The Eurasian-collared Dove made its way to the North American continent via releases in the Caribbean. Several birds escaped from a pet shop in the Bahamas during a 1970s burglary. Subsequently, the shop released its remaining doves, about 50 birds. When a volcano threatened eruption on the island of Guadeloupe, other Eurasian Collared-Doves were set free. It is believed that these two populations supplied the birds that eventually arrived in Florida in the early 1980s.
From Florida the species rapidly colonized North America, arriving in Washington state by the early 2000s. The first recorded sighting here was in late 2001 in Pierce County. The Eurasian Collared-Dove is now found extensively throughout the state, except for heavily forested areas. Nevertheless, it has followed highways and been seen at Mt. Rainier and along Snoqualmie Pass. This introduced dove is not readily seen in Edmonds, but can be seen here every year by those who look closely at doves and pigeons.
The Eurasian Collared-Dove is bulkier and slightly larger than our native Mourning Dove. It has a broader, shorter tail that is square-cut at the tip, in contrast to the pointed tip of a Mourning Dove’s tail. The black collar at the nape of the neck is its distinctive feature. It is most typically seen perched on roofs, grain elevators, and utility lines. It also can be found on the ground along roads and in parking lots where it forages for grain and grit.
Diet is mostly seeds with some berries and insects. This dove feeds on waste grains of many cultivated crops, which is why it is seen in large numbers around grain elevators where there is spillage. It forages mostly while walking on the ground and forages in flocks when it is not breeding.
The male courtship display starts with flight. He ascends steeply with noisy wingbeats and then glides down in a spiral with wings and tail fully spread. He makes a harsh call during the downward glide. The male also attracts the female by calling and by ritualized bowing displays. The female selects the nest site, which is usually in a tree or shrub, but sometimes on an artificial structure. It is placed between 10-40 feet above ground. The nest, constructed by the female, is a simple platform of twigs and sticks gathered by the male.

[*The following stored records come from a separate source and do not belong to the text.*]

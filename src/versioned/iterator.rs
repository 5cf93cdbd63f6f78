//! Managed iterator over a versioned store

use std::sync::Arc;

use crate::error::{LedgerError, Result};

use super::VersionedStore;

/// Iterator materialized at one store version
///
/// Positioning past either end leaves it invalid. Reading or stepping an
/// invalid iterator fails immediately. Must be released exactly once;
/// `release` after release fails, dropping an unreleased iterator releases it.
pub struct VersionedIterator {
    store: Arc<VersionedStore>,
    version: u64,
    entries: Vec<(Vec<u8>, Vec<u8>)>,
    position: Option<usize>,
    released: bool,
}

impl VersionedIterator {
    pub(super) fn new(
        store: Arc<VersionedStore>,
        version: u64,
        entries: Vec<(Vec<u8>, Vec<u8>)>,
    ) -> Self {
        Self {
            store,
            version,
            entries,
            position: None,
            released: false,
        }
    }

    fn ensure_live(&self) -> Result<()> {
        if self.released {
            return Err(LedgerError::UseAfterClose("versioned iterator"));
        }
        Ok(())
    }

    fn current(&self) -> Result<usize> {
        self.ensure_live()?;
        self.position.ok_or_else(|| {
            LedgerError::BackendIo("versioned iterator is not positioned".to_string())
        })
    }

    /// Version the iterator was materialized at
    pub fn version(&self) -> u64 {
        self.version
    }

    pub fn valid(&self) -> bool {
        !self.released && self.position.is_some()
    }

    /// Copy of the current key
    pub fn key(&self) -> Result<Vec<u8>> {
        let pos = self.current()?;
        Ok(self.entries[pos].0.clone())
    }

    /// Copy of the current value
    pub fn value(&self) -> Result<Vec<u8>> {
        let pos = self.current()?;
        Ok(self.entries[pos].1.clone())
    }

    pub fn next(&mut self) -> Result<()> {
        let pos = self.current()?;
        self.position = Some(pos + 1).filter(|&p| p < self.entries.len());
        Ok(())
    }

    pub fn prev(&mut self) -> Result<()> {
        let pos = self.current()?;
        self.position = pos.checked_sub(1);
        Ok(())
    }

    pub fn seek_to_first(&mut self) -> Result<()> {
        self.ensure_live()?;
        self.position = if self.entries.is_empty() { None } else { Some(0) };
        Ok(())
    }

    pub fn seek_to_last(&mut self) -> Result<()> {
        self.ensure_live()?;
        self.position = self.entries.len().checked_sub(1);
        Ok(())
    }

    /// Position at the first key ≥ `target` in store order
    pub fn seek(&mut self, target: &[u8]) -> Result<()> {
        self.ensure_live()?;
        let idx = self
            .entries
            .partition_point(|(k, _)| k.as_slice() < target);
        self.position = Some(idx).filter(|&i| i < self.entries.len());
        Ok(())
    }

    /// Hand the iterator back to its store
    pub fn release(&mut self) -> Result<()> {
        self.ensure_live()?;
        self.released = true;
        self.position = None;
        self.entries = Vec::new();
        self.store.iterator_released();
        Ok(())
    }

    pub fn is_released(&self) -> bool {
        self.released
    }
}

impl Drop for VersionedIterator {
    fn drop(&mut self) {
        if !self.released {
            self.released = true;
            self.store.iterator_released();
        }
    }
}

Both parents incubate the two eggs for about 14-18 days. Both parents feed the hatchlings pigeon milk, the fluid secreted through the walls of the crop that is rich in protein and fat. The young leave the nest after two to three weeks and are then tended by the adult birds for another week. In warmer regions, the Eurasian Collared-Dove will nest year-round, producing up to six broods each year. It most likely produces fewer broods in the higher latitudes of Washington.

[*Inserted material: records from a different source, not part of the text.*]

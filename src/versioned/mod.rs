//! Versioned Store Module
//!
//! The external backend: a version-tracked key-value store reached through
//! managed object handles.
//!
//! ## Model
//! - Every key keeps its full version history
//! - Each mutating call (put, delete, batch write) produces exactly one new
//!   store version
//! - Reads hand out copies; nothing borrows store memory
//! - Iterators are managed objects materialized at a version; they must be
//!   released (explicitly or on drop), and the store counts live ones
//! - Errors are raised synchronously by the call that hit them
//!
//! ```text
//!   key "a" ─▶ [v1: "1"] [v3: "10"] [v5: ⊘]
//!   key "b" ─▶ [v2: "2"]
//!   key "c" ─▶ [v4: "3"]                     latest_version = 5
//! ```

mod batch;
mod iterator;
mod store;

pub use batch::VersionedBatch;
pub use iterator::VersionedIterator;
pub use store::{Version, VersionedStore};
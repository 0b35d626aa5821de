//! Application configuration and constants.
//!
//! This module provides:
//! - Configuration constants (URLs, feed layout, timeouts, limits)
//! - CLI option types and parsing
//! - Library-level option structs for the import and enrichment runs

mod constants;
mod types;

// Re-export all constants
pub use constants::*;
pub use types::{
    Cli, Command, EnrichArgs, EnrichOptions, ImportArgs, ImportOptions, LocateArgs, LogFormat,
    LogLevel, LookupArgs,
};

A unique ability of the Eurasian Collared-Dove is that it can drink with its head down, using its bill as a straw to suck up water. Most birds scoop water and then tip back their heads to let it run down the throat. The oldest known wild Eurasian Collared-Dove was at least 13 years and 8 months of age. Collective nouns for all dove species include bevy, cote, dole, flight, and piteousness.
The global population of the Eurasian Collared-Dove is estimated at about 8 million birds, 5 percent of which live in the U.S. It is considered a species of least concern for conservation purposes. Because it is an introduced species in the U.S., the Eurasian Collared-Dove is not protected from hunting. It has become a popular game bird in the Southeast and in Texas. So far, studies have not shown that the rise of Eurasian Collared-Dove numbers has had a negative impact on native birds, including Mourning Doves.